## [ASSIGNMENT]
Scan the entries below and return each line that contains "SanadError".

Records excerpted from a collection
┌──

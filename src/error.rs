use std::path::PathBuf;
use thiserror::Error;

/// Main error type for Sanad
#[derive(Error, Debug)]
pub enum SanadError {
    /// Configuration related errors
    #[error("Configuration error: {0}")]
    Config(String),

    /// Configuration validation errors
    #[error("Configuration validation failed: {errors:?}")]
    ConfigValidation { errors: Vec<ValidationError> },

    /// Configuration file not found
    #[error("Configuration file not found: {path}")]
    ConfigNotFound { path: PathBuf },

    /// Invalid configuration value
    #[error("Invalid configuration value at {path}: {message}")]
    InvalidConfigValue { path: String, message: String },

    /// Invalid request input (query, question, limit)
    #[error("Invalid {field}: {message}")]
    Validation { field: String, message: String },

    /// Document lookup by id failed
    #[error("Document not found: {id}")]
    DocumentNotFound { id: i64 },

    /// Search index errors that reach the caller (explicit rebuilds only)
    #[error("Index error: {0}")]
    Index(String),

    /// IO errors
    #[error("IO error: {context}: {source}")]
    Io {
        source: std::io::Error,
        context: String,
    },

    /// TOML deserialization errors
    #[error("TOML error: {0}")]
    Toml(#[from] toml::de::Error),

    /// TOML serialization errors
    #[error("TOML serialization error: {0}")]
    TomlSerialization(#[from] toml::ser::Error),

    /// JSON errors
    #[error("JSON error: {context}: {source}")]
    Json {
        source: serde_json::Error,
        context: String,
    },

    /// Database errors
    #[error("Database error: {0}")]
    Database(#[from] rusqlite::Error),

    /// Connection pool errors
    #[error("Connection pool error: {0}")]
    Pool(String),

    /// Generic errors
    #[error(transparent)]
    Other(#[from] anyhow::Error),
}

impl SanadError {
    /// Shorthand for an input validation failure
    pub fn validation(field: impl Into<String>, message: impl Into<String>) -> Self {
        Self::Validation {
            field: field.into(),
            message: message.into(),
        }
    }

    /// Whether this error is caused by caller input rather than the pipeline
    pub fn is_validation(&self) -> bool {
        matches!(self, Self::Validation { .. })
    }
}

/// Configuration validation error
#[derive(Debug, Clone)]
pub struct ValidationError {
    /// Path to the configuration key that failed validation
    pub path: String,
    /// Error message describing the validation failure
    pub message: String,
}

impl ValidationError {
    pub fn new(path: impl Into<String>, message: impl Into<String>) -> Self {
        Self {
            path: path.into(),
            message: message.into(),
        }
    }
}

/// Result type for Sanad operations
pub type Result<T> = std::result::Result<T, SanadError>;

└──

## [TASK OUTPUT]
pub enum SanadError {
impl SanadError {
pub type Result<T> = std::result::Result<T, SanadError>;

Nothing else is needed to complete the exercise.